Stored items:
------------------------------

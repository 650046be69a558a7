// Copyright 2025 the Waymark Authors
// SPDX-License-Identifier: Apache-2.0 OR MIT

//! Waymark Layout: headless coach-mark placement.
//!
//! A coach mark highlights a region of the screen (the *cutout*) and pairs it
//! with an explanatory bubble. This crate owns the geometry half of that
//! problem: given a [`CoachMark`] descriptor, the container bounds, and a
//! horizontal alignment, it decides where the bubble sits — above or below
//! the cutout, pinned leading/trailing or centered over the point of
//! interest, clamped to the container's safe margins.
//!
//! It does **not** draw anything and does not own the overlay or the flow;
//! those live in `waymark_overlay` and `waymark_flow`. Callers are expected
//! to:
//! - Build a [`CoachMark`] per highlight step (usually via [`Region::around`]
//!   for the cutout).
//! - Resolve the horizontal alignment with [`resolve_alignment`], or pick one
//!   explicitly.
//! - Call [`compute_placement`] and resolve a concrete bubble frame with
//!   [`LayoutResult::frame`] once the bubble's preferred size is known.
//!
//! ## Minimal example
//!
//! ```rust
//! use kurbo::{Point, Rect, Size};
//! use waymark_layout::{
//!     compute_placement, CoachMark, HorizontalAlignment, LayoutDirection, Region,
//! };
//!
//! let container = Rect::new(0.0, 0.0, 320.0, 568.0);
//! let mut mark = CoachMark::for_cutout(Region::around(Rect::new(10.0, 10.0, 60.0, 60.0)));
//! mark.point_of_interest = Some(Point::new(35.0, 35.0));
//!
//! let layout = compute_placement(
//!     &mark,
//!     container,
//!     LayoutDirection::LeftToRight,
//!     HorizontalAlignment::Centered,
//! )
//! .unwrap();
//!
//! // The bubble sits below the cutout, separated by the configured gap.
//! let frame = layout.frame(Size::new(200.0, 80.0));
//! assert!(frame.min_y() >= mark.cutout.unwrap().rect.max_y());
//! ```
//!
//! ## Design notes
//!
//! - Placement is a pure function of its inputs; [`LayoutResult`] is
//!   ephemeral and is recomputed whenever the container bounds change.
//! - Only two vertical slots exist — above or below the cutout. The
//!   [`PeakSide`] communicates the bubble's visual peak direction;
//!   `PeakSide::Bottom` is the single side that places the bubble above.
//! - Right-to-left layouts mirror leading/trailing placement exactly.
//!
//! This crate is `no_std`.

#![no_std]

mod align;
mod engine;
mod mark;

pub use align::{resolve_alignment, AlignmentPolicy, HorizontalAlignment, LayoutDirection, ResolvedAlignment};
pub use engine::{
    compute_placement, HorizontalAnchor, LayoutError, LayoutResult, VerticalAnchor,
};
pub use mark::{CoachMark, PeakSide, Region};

------------------------------

Prompt:
I would like you to return every entry exactly, with nothing changed.

Result for this task:
repository 650046be69a558a7
// Copyright 2025 the Waymark Authors
// SPDX-License-Identifier: Apache-2.0 OR MIT

//! Waymark Layout: headless coach-mark placement.
//!
//! A coach mark highlights a region of the screen (the *cutout*) and pairs it
//! with an explanatory bubble. This crate owns the geometry half of that
//! problem: given a [`CoachMark`] descriptor, the container bounds, and a
//! horizontal alignment, it decides where the bubble sits — above or below
//! the cutout, pinned leading/trailing or centered over the point of
//! interest, clamped to the container's safe margins.
//!
//! It does **not** draw anything and does not own the overlay or the flow;
//! those live in `waymark_overlay` and `waymark_flow`. Callers are expected
//! to:
//! - Build a [`CoachMark`] per highlight step (usually via [`Region::around`]
//!   for the cutout).
//! - Resolve the horizontal alignment with [`resolve_alignment`], or pick one
//!   explicitly.
//! - Call [`compute_placement`] and resolve a concrete bubble frame with
//!   [`LayoutResult::frame`] once the bubble's preferred size is known.
//!
//! ## Minimal example
//!
//! ```rust
//! use kurbo::{Point, Rect, Size};
//! use waymark_layout::{
//!     compute_placement, CoachMark, HorizontalAlignment, LayoutDirection, Region,
//! };
//!
//! let container = Rect::new(0.0, 0.0, 320.0, 568.0);
//! let mut mark = CoachMark::for_cutout(Region::around(Rect::new(10.0, 10.0, 60.0, 60.0)));
//! mark.point_of_interest = Some(Point::new(35.0, 35.0));
//!
//! let layout = compute_placement(
//!     &mark,
//!     container,
//!     LayoutDirection::LeftToRight,
//!     HorizontalAlignment::Centered,
//! )
//! .unwrap();
//!
//! // The bubble sits below the cutout, separated by the configured gap.
//! let frame = layout.frame(Size::new(200.0, 80.0));
//! assert!(frame.min_y() >= mark.cutout.unwrap().rect.max_y());
//! ```
//!
//! ## Design notes
//!
//! - Placement is a pure function of its inputs; [`LayoutResult`] is
//!   ephemeral and is recomputed whenever the container bounds change.
//! - Only two vertical slots exist — above or below the cutout. The
//!   [`PeakSide`] communicates the bubble's visual peak direction;
//!   `PeakSide::Bottom` is the single side that places the bubble above.
//! - Right-to-left layouts mirror leading/trailing placement exactly.
//!
//! This crate is `no_std`.

#![no_std]

mod align;
mod engine;
mod mark;

pub use align::{resolve_alignment, AlignmentPolicy, HorizontalAlignment, LayoutDirection, ResolvedAlignment};
pub use engine::{
    compute_placement, HorizontalAnchor, LayoutError, LayoutResult, VerticalAnchor,
};
pub use mark::{CoachMark, PeakSide, Region};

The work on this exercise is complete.